Picosecond decay kinetics and quantum yield of fluorescence of the photoactive yellow protein from the halophilic purple phototrophic bacterium, Ectothiorhodospira halophila.

The photoactive yellow protein (PYP) has been previously shown to be partially bleached and red shifted (in less than 10 ns) by a pulse of laser excitation at the wavelength maximum (445 nm), to further bleach (k = 7.5 x 10(3) s(-1)), and then to slowly recover in the dark (k = 2.6 s(-1)) (Meyer, T. E., G. Tollin, J. H. Hazzard, and M. A. Cusanovich. 1989. Biophys. J. 56:559-564). The quantum yield for the formation of the fully bleached form was found to be 0.64. We have now shown that the yellow protein is weakly fluorescent with an emission maximum at 495 nm (which mirrors excitation at 445 nm) and a fluorescence quantum yield of 1.4 x 10(-3). Measurement of the picosecond kinetics of the fluorescence decay shows that approximately 90% of the emission occurs with a lifetime of 12 ps.
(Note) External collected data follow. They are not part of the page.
// Site audit CLI
//
// Audits a batch of URLs in a headless Chrome, prints the validated summary
// and optionally keeps a debug session timeline.

use anyhow::{Context, Result, bail};
use clap::{Parser, ValueEnum};
use std::path::PathBuf;
use std::process::ExitCode;
use std::sync::Arc;
use std::time::Duration;
use tracing::{error, info, warn};
use tracing_subscriber::EnvFilter;

use kodegen_tools_siteaudit::utils::{
    DEFAULT_DEBUG_OUTPUT_DIR, DEFAULT_MAX_CONCURRENT, DEFAULT_MAX_RETRIES,
    DEFAULT_MEMORY_WARNING_THRESHOLD_MB, DEFAULT_SNAPSHOT_INTERVAL_SECS, DEFAULT_TIMEOUT_SECS,
    is_valid_url,
};
use kodegen_tools_siteaudit::{
    AccessibilityResult, AnalyzerFlags, AuditDebugger, AuditEventHandler, AuditRun,
    AuditScheduler, ChromiumPageSource, DebugConfig, ProgressStats, RetryBackoff, TestOptions,
    default_pipeline, generate_report, parse_sitemap, read_url_file, run_with_scheduler,
};

const EXIT_VALIDATION_DISAGREEMENT: u8 = 2;
const EXIT_FATAL: u8 = 1;

#[derive(Debug, Clone, Copy, ValueEnum)]
enum BackoffKind {
    Immediate,
    Fixed,
    Exponential,
}

#[derive(Debug, Parser)]
#[command(name = "kodegen-siteaudit", version, about = "Audit a batch of web pages")]
struct Args {
    /// URLs to audit
    urls: Vec<String>,

    /// File with one URL per line
    #[arg(long)]
    url_file: Option<PathBuf>,

    /// Sitemap (or sitemap index) to take URLs from
    #[arg(long)]
    sitemap: Option<String>,

    /// Stop after this many URLs
    #[arg(long)]
    max_pages: Option<usize>,

    #[arg(short = 'c', long, default_value_t = DEFAULT_MAX_CONCURRENT)]
    concurrency: usize,

    /// Per-attempt timeout in seconds
    #[arg(short, long, default_value_t = DEFAULT_TIMEOUT_SECS)]
    timeout: u64,

    #[arg(short, long, default_value_t = DEFAULT_MAX_RETRIES)]
    retries: u32,

    #[arg(long, value_enum, default_value_t = BackoffKind::Immediate)]
    backoff: BackoffKind,

    /// Fixed delay, or base delay for exponential backoff
    #[arg(long, default_value_t = 500)]
    backoff_ms: u64,

    /// Upper bound for exponential backoff
    #[arg(long, default_value_t = 10_000)]
    backoff_max_ms: u64,

    /// Enable every optional analyzer
    #[arg(long)]
    all: bool,
    #[arg(long)]
    performance: bool,
    #[arg(long)]
    pa11y: bool,
    #[arg(long)]
    seo: bool,
    #[arg(long)]
    social: bool,
    #[arg(long)]
    technical_seo: bool,
    #[arg(long)]
    security: bool,
    #[arg(long)]
    structured_data: bool,
    #[arg(long)]
    mobile: bool,

    /// Record a debug session timeline
    #[arg(long)]
    debug: bool,

    #[arg(long, default_value = DEFAULT_DEBUG_OUTPUT_DIR)]
    debug_dir: PathBuf,

    #[arg(long, default_value_t = DEFAULT_SNAPSHOT_INTERVAL_SECS)]
    snapshot_interval: u64,

    #[arg(long, default_value_t = DEFAULT_MEMORY_WARNING_THRESHOLD_MB)]
    memory_threshold_mb: u64,

    /// Write the validated run as JSON
    #[arg(short, long)]
    output: Option<PathBuf>,

    /// Show the browser window
    #[arg(long)]
    headful: bool,

    #[arg(short, long, conflicts_with = "quiet")]
    verbose: bool,

    #[arg(short, long)]
    quiet: bool,
}

impl Args {
    fn flags(&self) -> AnalyzerFlags {
        if self.all {
            return AnalyzerFlags::all();
        }
        AnalyzerFlags {
            collect_performance_metrics: self.performance,
            use_pa11y: self.pa11y,
            include_seo_analysis: self.seo,
            include_social_analysis: self.social,
            include_technical_seo: self.technical_seo,
            include_security_analysis: self.security,
            include_structured_data: self.structured_data,
            include_mobile_analysis: self.mobile,
        }
    }

    fn backoff(&self) -> RetryBackoff {
        match self.backoff {
            BackoffKind::Immediate => RetryBackoff::Immediate,
            BackoffKind::Fixed => RetryBackoff::Fixed {
                delay_ms: self.backoff_ms,
            },
            BackoffKind::Exponential => RetryBackoff::Exponential {
                base_ms: self.backoff_ms,
                max_ms: self.backoff_max_ms,
            },
        }
    }

    fn debug_config(&self) -> DebugConfig {
        DebugConfig::default()
            .with_snapshot_interval(Duration::from_secs(self.snapshot_interval))
            .with_memory_warning_threshold_mb(self.memory_threshold_mb)
            .with_output_dir(self.debug_dir.clone())
    }
}

/// Logs lifecycle events as they arrive
struct ConsoleReporter;

impl AuditEventHandler for ConsoleReporter {
    fn on_url_started(&self, url: &str) {
        info!("Auditing {url}");
    }

    fn on_url_completed(
        &self,
        url: &str,
        result: &AccessibilityResult,
        duration_ms: u64,
        attempts: u32,
    ) {
        info!(
            "Done {} in {} ms ({} attempts): {} errors, {} warnings, score {:.0}",
            url,
            duration_ms,
            attempts,
            result.error_count,
            result.warning_count,
            result.overall_score().unwrap_or(0.0)
        );
    }

    fn on_url_failed(&self, url: &str, error: &str, attempts: u32) {
        warn!("Failed {url} after {attempts} attempts: {error}");
    }

    fn on_url_skipped(&self, url: &str, redirect_target: &str) {
        info!("Skipped {url}: redirects to {redirect_target}");
    }

    fn on_progress_update(&self, stats: ProgressStats) {
        info!(
            "Progress {}/{} ({} failed, {} skipped)",
            stats.completed_pages, stats.total_pages, stats.failed_pages, stats.skipped_pages
        );
    }
}

fn init_logging(args: &Args) {
    let default_level = if args.verbose {
        "debug"
    } else if args.quiet {
        "warn"
    } else {
        "info"
    };
    let filter = EnvFilter::try_from_default_env().unwrap_or_else(|_| {
        EnvFilter::new(format!(
            "warn,kodegen_tools_siteaudit={default_level},kodegen_siteaudit={default_level}"
        ))
    });
    tracing_subscriber::fmt()
        .with_env_filter(filter)
        .with_target(false)
        .init();
}

async fn collect_urls(args: &Args) -> Result<Vec<String>> {
    let mut urls = Vec::new();
    for url in &args.urls {
        if is_valid_url(url) {
            urls.push(url.clone());
        } else {
            warn!("Ignoring invalid URL argument '{url}'");
        }
    }
    if let Some(path) = &args.url_file {
        urls.extend(
            read_url_file(path)
                .await
                .with_context(|| format!("Failed to read URL file {}", path.display()))?,
        );
    }
    if let Some(sitemap) = &args.sitemap {
        urls.extend(
            parse_sitemap(sitemap)
                .await
                .with_context(|| format!("Failed to load sitemap {sitemap}"))?,
        );
    }
    if urls.is_empty() {
        bail!("No URLs to audit; pass URLs, --url-file or --sitemap");
    }
    Ok(urls)
}

fn print_run(run: &AuditRun) {
    let s = &run.summary;
    println!("Pages:    {} total, {} tested", s.total_pages, s.tested_pages);
    println!(
        "Outcome:  {} passed, {} failed, {} crashed, {} skipped ({:.1}% pass rate)",
        s.passed_pages,
        s.failed_pages,
        s.crashed_pages,
        s.skipped_pages,
        s.success_rate()
    );
    println!(
        "Issues:   {} errors, {} warnings",
        s.total_errors, s.total_warnings
    );
    println!(
        "Time:     {} ms wall clock, {} ms across tasks",
        s.wall_clock_ms, s.total_duration_ms
    );
    println!();
    print!("{}", generate_report(&run.result_validation));
    print!("{}", generate_report(&run.summary_validation));
    print!("{}", generate_report(&run.aggregation));
    println!();
    println!(
        "Completeness: {:.1}% ({} of {} pages complete)",
        run.completeness.overall_score,
        run.completeness.complete_pages,
        run.completeness.pages.len()
    );
    for url in &run.completeness.flagged_pages {
        println!("  incomplete: {url}");
    }
}

async fn run(args: Args) -> Result<ExitCode> {
    let urls = collect_urls(&args).await?;

    let mut builder = TestOptions::builder()
        .timeout_secs(args.timeout)
        .max_concurrent(args.concurrency)
        .max_retries(args.retries)
        .retry_backoff(args.backoff())
        .analyzers(args.flags())
        .event_callbacks(Arc::new(ConsoleReporter));
    if let Some(limit) = args.max_pages {
        builder = builder.max_pages(limit);
    }
    let options = builder.build().context("Invalid audit options")?;

    let source = Arc::new(ChromiumPageSource::launch(!args.headful).await?);
    let scheduler = AuditScheduler::new(Arc::clone(&source), default_pipeline(), options);

    let cancel = scheduler.cancellation_token();
    tokio::spawn(async move {
        if tokio::signal::ctrl_c().await.is_ok() {
            warn!("Interrupted, finishing in-flight pages");
            cancel.cancel();
        }
    });

    let mut debugger = args
        .debug
        .then(|| AuditDebugger::start_session(args.debug_config(), scheduler.tracker()));

    let outcome = run_with_scheduler(&scheduler, &urls).await;
    source.shutdown().await;
    let audit = outcome?;

    if let Some(debugger) = debugger.as_mut() {
        debugger.end_session();
        let report = debugger.generate_performance_report(Some(&audit.summary));
        info!(
            "Debug session {}: {} snapshots, peak {:.1} MB",
            report.session_id, report.snapshot_count, report.peak_memory_mb
        );
        // Persistence problems are already logged and never fail the run
        let _ = debugger.save_audit_debug_data(&audit.summary).await;
    }

    print_run(&audit);

    if let Some(path) = &args.output {
        let json = serde_json::to_vec_pretty(&audit)?;
        tokio::fs::write(path, json)
            .await
            .with_context(|| format!("Failed to write {}", path.display()))?;
        info!("Wrote audit results to {}", path.display());
    }

    match audit.ensure_trustworthy() {
        Ok(()) => Ok(ExitCode::SUCCESS),
        Err(e) => {
            error!("Results are not trustworthy: {e}");
            Ok(ExitCode::from(EXIT_VALIDATION_DISAGREEMENT))
        }
    }
}

#[tokio::main]
async fn main() -> ExitCode {
    let args = Args::parse();
    init_logging(&args);

    match run(args).await {
        Ok(code) => code,
        Err(e) => {
            error!("{e:#}");
            ExitCode::from(EXIT_FATAL)
        }
    }
}
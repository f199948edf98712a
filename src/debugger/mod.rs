//! Diagnostic session for an audit run
//!
//! An [`AuditDebugger`] samples run progress and process memory on its own
//! timer while the scheduler works, warns when memory climbs past a threshold
//! and can persist the collected timeline next to the run summary. It is an
//! explicit session object: start one per run, end it (or drop it) when the
//! run is over.

pub mod memory;

use chrono::{DateTime, Utc};
use parking_lot::Mutex;
use serde::{Deserialize, Serialize};
use std::path::PathBuf;
use std::sync::Arc;
use std::sync::atomic::{AtomicBool, AtomicUsize, Ordering};
use std::time::{Duration, Instant};
use tokio::task::JoinHandle;
use tokio_util::sync::CancellationToken;
use tracing::{debug, info, warn};
use uuid::Uuid;

use crate::audit_engine::{ProgressStats, ProgressTracker};
use crate::config::DebugConfig;
use crate::errors::PersistenceError;
use crate::results::TestSummary;
use crate::utils::MEMORY_WARNING_REARM_RATIO;
use memory::MemorySampler;

/// Shortest timer period accepted; `tokio::time::interval` rejects zero
const MIN_SNAPSHOT_INTERVAL: Duration = Duration::from_millis(10);

#[derive(Debug, Clone, PartialEq, Serialize, Deserialize)]
pub struct DebugSnapshot {
    pub timestamp: DateTime<Utc>,
    /// Milliseconds since the session started
    pub elapsed_ms: u64,
    pub total_pages: usize,
    pub completed_pages: usize,
    pub failed_pages: usize,
    /// Pages mid-attempt when the timer sampled; zero for manual snapshots
    #[serde(default)]
    pub in_flight_pages: usize,
    pub memory_mb: f64,
}

#[derive(Debug, Clone, PartialEq, Serialize, Deserialize)]
pub struct DebugSession {
    pub session_id: String,
    pub started_at: DateTime<Utc>,
    pub ended_at: Option<DateTime<Utc>>,
    pub snapshots: Vec<DebugSnapshot>,
}

#[derive(Debug, Clone, PartialEq, Serialize, Deserialize)]
pub struct PerformanceReport {
    pub session_id: String,
    pub session_duration_ms: u64,
    pub snapshot_count: usize,
    pub peak_memory_mb: f64,
    pub average_memory_mb: f64,
    pub memory_warnings: usize,
    /// Mean time per dispatched task, including retried attempts
    pub average_task_duration_ms: Option<f64>,
    /// Finished pages per minute of wall-clock time
    pub throughput_pages_per_minute: Option<f64>,
}

/// Files written by [`AuditDebugger::save_audit_debug_data`]
#[derive(Debug, Clone, PartialEq, Eq, Serialize, Deserialize)]
pub struct DebugArtifacts {
    pub timeline_path: PathBuf,
    pub summary_path: PathBuf,
}

#[derive(Serialize)]
struct TimelineFile<'a> {
    session: &'a DebugSession,
    performance: &'a PerformanceReport,
    config: &'a DebugConfig,
}

struct SessionState {
    config: DebugConfig,
    session_id: String,
    started_at: DateTime<Utc>,
    started: Instant,
    snapshots: Mutex<Vec<DebugSnapshot>>,
    ended_at: Mutex<Option<DateTime<Utc>>>,
    sampler: Mutex<MemorySampler>,
    warning_armed: AtomicBool,
    memory_warnings: AtomicUsize,
    timer_running: AtomicBool,
}

impl SessionState {
    fn record(&self, stats: ProgressStats, in_flight: usize, memory_mb: f64) -> DebugSnapshot {
        let snapshot = DebugSnapshot {
            timestamp: Utc::now(),
            elapsed_ms: u64::try_from(self.started.elapsed().as_millis()).unwrap_or(u64::MAX),
            total_pages: stats.total_pages,
            completed_pages: stats.completed_pages,
            failed_pages: stats.failed_pages,
            in_flight_pages: in_flight,
            memory_mb,
        };
        self.snapshots.lock().push(snapshot.clone());
        self.check_memory(memory_mb);
        snapshot
    }

    /// Warn once per excursion above the threshold
    fn check_memory(&self, memory_mb: f64) -> bool {
        let threshold = self.config.memory_warning_threshold_mb as f64;

        if memory_mb > threshold {
            if self.warning_armed.swap(false, Ordering::AcqRel) {
                self.memory_warnings.fetch_add(1, Ordering::Relaxed);
                warn!(
                    session = %self.session_id,
                    "Memory usage {:.1} MB exceeds warning threshold {} MB",
                    memory_mb,
                    self.config.memory_warning_threshold_mb
                );
                return true;
            }
        } else if memory_mb < threshold * MEMORY_WARNING_REARM_RATIO
            && !self.warning_armed.swap(true, Ordering::AcqRel)
        {
            debug!(
                session = %self.session_id,
                "Memory back to {:.1} MB, warning re-armed",
                memory_mb
            );
        }
        false
    }
}

/// Read-only handle onto a session that outlives the [`AuditDebugger`]
#[derive(Clone)]
pub struct SessionWatch {
    state: Arc<SessionState>,
}

impl SessionWatch {
    #[must_use]
    pub fn snapshot_count(&self) -> usize {
        self.state.snapshots.lock().len()
    }

    /// False once the snapshot timer task has stopped or been dropped
    #[must_use]
    pub fn timer_running(&self) -> bool {
        self.state.timer_running.load(Ordering::Acquire)
    }
}

impl std::fmt::Debug for SessionWatch {
    fn fmt(&self, f: &mut std::fmt::Formatter<'_>) -> std::fmt::Result {
        f.debug_struct("SessionWatch")
            .field("session_id", &self.state.session_id)
            .field("timer_running", &self.timer_running())
            .finish()
    }
}

pub struct AuditDebugger {
    state: Arc<SessionState>,
    cancel: CancellationToken,
    timer: Option<JoinHandle<()>>,
}

impl std::fmt::Debug for AuditDebugger {
    fn fmt(&self, f: &mut std::fmt::Formatter<'_>) -> std::fmt::Result {
        f.debug_struct("AuditDebugger")
            .field("session_id", &self.state.session_id)
            .field("snapshots", &self.state.snapshots.lock().len())
            .finish_non_exhaustive()
    }
}

impl AuditDebugger {
    /// Start a session and its snapshot timer
    ///
    /// The timer samples `tracker` every `config.snapshot_interval` until
    /// [`end_session`](Self::end_session) is called or the debugger is dropped.
    /// Must be called from within a tokio runtime.
    pub fn start_session(config: DebugConfig, tracker: ProgressTracker) -> Self {
        let session_id = Uuid::new_v4().to_string();
        let interval = config.snapshot_interval.max(MIN_SNAPSHOT_INTERVAL);
        info!(
            session = %session_id,
            "Debug session started (snapshot every {:?}, warn above {} MB)",
            interval,
            config.memory_warning_threshold_mb
        );

        let state = Arc::new(SessionState {
            config,
            session_id,
            started_at: Utc::now(),
            started: Instant::now(),
            snapshots: Mutex::new(Vec::new()),
            ended_at: Mutex::new(None),
            sampler: Mutex::new(MemorySampler::new()),
            warning_armed: AtomicBool::new(true),
            memory_warnings: AtomicUsize::new(0),
            timer_running: AtomicBool::new(true),
        });

        let cancel = CancellationToken::new();
        let timer = tokio::spawn(snapshot_loop(
            TimerRunning(Arc::clone(&state)),
            Arc::clone(&state),
            tracker,
            interval,
            cancel.clone(),
        ));

        Self {
            state,
            cancel,
            timer: Some(timer),
        }
    }

    #[must_use]
    pub fn session_id(&self) -> &str {
        &self.state.session_id
    }

    #[must_use]
    pub fn watch(&self) -> SessionWatch {
        SessionWatch {
            state: Arc::clone(&self.state),
        }
    }

    /// Sample memory now and append a snapshot with the given counters
    pub fn take_snapshot(&self, total: usize, completed: usize, failed: usize) -> DebugSnapshot {
        let memory_mb = self.state.sampler.lock().sample_mb();
        self.state.record(manual_stats(total, completed, failed), 0, memory_mb)
    }

    /// Append a snapshot with an externally measured memory value
    pub fn record_snapshot(
        &self,
        total: usize,
        completed: usize,
        failed: usize,
        memory_mb: f64,
    ) -> DebugSnapshot {
        self.state.record(manual_stats(total, completed, failed), 0, memory_mb)
    }

    /// Run the memory warning check; true when a warning was emitted
    pub fn check_memory_warning(&self, memory_mb: f64) -> bool {
        self.state.check_memory(memory_mb)
    }

    #[must_use]
    pub fn memory_warnings(&self) -> usize {
        self.state.memory_warnings.load(Ordering::Relaxed)
    }

    #[must_use]
    pub fn snapshots(&self) -> Vec<DebugSnapshot> {
        self.state.snapshots.lock().clone()
    }

    /// Whether the snapshot timer is still running
    #[must_use]
    pub fn is_active(&self) -> bool {
        self.timer.as_ref().is_some_and(|t| !t.is_finished())
    }

    /// Stop the timer and return the session so far
    ///
    /// Calling it again returns the same session with the original end time.
    pub fn end_session(&mut self) -> DebugSession {
        self.cancel.cancel();
        if let Some(timer) = self.timer.take() {
            timer.abort();
        }

        let ended_at = {
            let mut ended_at = self.state.ended_at.lock();
            if ended_at.is_none() {
                *ended_at = Some(Utc::now());
                info!(
                    session = %self.state.session_id,
                    "Debug session ended with {} snapshots",
                    self.state.snapshots.lock().len()
                );
            }
            *ended_at
        };
        self.session(ended_at)
    }

    fn session(&self, ended_at: Option<DateTime<Utc>>) -> DebugSession {
        DebugSession {
            session_id: self.state.session_id.clone(),
            started_at: self.state.started_at,
            ended_at,
            snapshots: self.snapshots(),
        }
    }

    #[must_use]
    pub fn generate_performance_report(&self, summary: Option<&TestSummary>) -> PerformanceReport {
        let snapshots = self.state.snapshots.lock();
        let snapshot_count = snapshots.len();
        let peak_memory_mb = snapshots.iter().map(|s| s.memory_mb).fold(0.0, f64::max);
        let average_memory_mb = if snapshot_count == 0 {
            0.0
        } else {
            snapshots.iter().map(|s| s.memory_mb).sum::<f64>() / snapshot_count as f64
        };
        drop(snapshots);

        let session_duration_ms = match *self.state.ended_at.lock() {
            Some(end) => u64::try_from((end - self.state.started_at).num_milliseconds()).unwrap_or(0),
            None => u64::try_from(self.state.started.elapsed().as_millis()).unwrap_or(u64::MAX),
        };

        let (average_task_duration_ms, throughput_pages_per_minute) = match summary {
            Some(summary) => {
                let dispatched = summary.results.iter().filter(|r| r.attempts > 0).count();
                let average = (dispatched > 0)
                    .then(|| summary.total_duration_ms as f64 / dispatched as f64);
                let throughput = (summary.wall_clock_ms > 0)
                    .then(|| dispatched as f64 / (summary.wall_clock_ms as f64 / 60_000.0));
                (average, throughput)
            }
            None => (None, None),
        };

        PerformanceReport {
            session_id: self.state.session_id.clone(),
            session_duration_ms,
            snapshot_count,
            peak_memory_mb,
            average_memory_mb,
            memory_warnings: self.memory_warnings(),
            average_task_duration_ms,
            throughput_pages_per_minute,
        }
    }

    /// Write `<prefix>-timeline.json` and `<prefix>-summary.json` to the output dir
    ///
    /// Failures are logged and returned; they never affect the audit itself.
    pub async fn save_audit_debug_data(
        &self,
        summary: &TestSummary,
    ) -> Result<DebugArtifacts, PersistenceError> {
        let result = self.write_artifacts(summary).await;
        match &result {
            Ok(artifacts) => info!(
                session = %self.state.session_id,
                "Debug data written to {}",
                artifacts.timeline_path.display()
            ),
            Err(e) => warn!(
                session = %self.state.session_id,
                "Failed to save debug data: {}",
                e
            ),
        }
        result
    }

    async fn write_artifacts(&self, summary: &TestSummary) -> Result<DebugArtifacts, PersistenceError> {
        let dir = self.state.config.output_dir.clone();
        tokio::fs::create_dir_all(&dir)
            .await
            .map_err(|source| PersistenceError::CreateDir {
                path: dir.clone(),
                source,
            })?;

        let prefix = self
            .state
            .config
            .file_prefix
            .clone()
            .unwrap_or_else(|| format!("audit-{}", self.state.session_id));
        let timeline_path = dir.join(format!("{prefix}-timeline.json"));
        let summary_path = dir.join(format!("{prefix}-summary.json"));

        let session = self.session(*self.state.ended_at.lock());
        let performance = self.generate_performance_report(Some(summary));
        let timeline = serde_json::to_vec_pretty(&TimelineFile {
            session: &session,
            performance: &performance,
            config: &self.state.config,
        })?;
        let summary_json = serde_json::to_vec_pretty(summary)?;

        tokio::fs::write(&timeline_path, timeline)
            .await
            .map_err(|source| PersistenceError::Write {
                path: timeline_path.clone(),
                source,
            })?;
        tokio::fs::write(&summary_path, summary_json)
            .await
            .map_err(|source| PersistenceError::Write {
                path: summary_path.clone(),
                source,
            })?;

        Ok(DebugArtifacts {
            timeline_path,
            summary_path,
        })
    }
}

impl Drop for AuditDebugger {
    fn drop(&mut self) {
        self.cancel.cancel();
        if let Some(timer) = self.timer.take() {
            timer.abort();
        }
    }
}

fn manual_stats(total: usize, completed: usize, failed: usize) -> ProgressStats {
    ProgressStats {
        total_pages: total,
        completed_pages: completed,
        failed_pages: failed,
        skipped_pages: 0,
    }
}

/// Clears `timer_running` however the timer task ends, abort included
struct TimerRunning(Arc<SessionState>);

impl Drop for TimerRunning {
    fn drop(&mut self) {
        self.0.timer_running.store(false, Ordering::Release);
    }
}

async fn snapshot_loop(
    _running: TimerRunning,
    state: Arc<SessionState>,
    tracker: ProgressTracker,
    interval: Duration,
    cancel: CancellationToken,
) {
    let mut ticker = tokio::time::interval(interval);
    ticker.set_missed_tick_behavior(tokio::time::MissedTickBehavior::Skip);

    loop {
        tokio::select! {
            () = cancel.cancelled() => break,
            _ = ticker.tick() => {
                let stats = tracker.snapshot();
                let memory_mb = state.sampler.lock().sample_mb();
                state.record(stats, tracker.in_flight(), memory_mb);
            }
        }
    }
    debug!(session = %state.session_id, "Snapshot timer stopped");
}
This is in good agreement with the quantum yield determination, which suggests that a single quenching process (presumably the photochemical event) is primarily responsible for the excited state decay. The lifetime of the excited state of PYP is remarkably similar to that for the rise of the first photochemical intermediate of bacteriorhodopsin, and underscores the fundamental similarity in their photocycles despite a lack of structural relationship.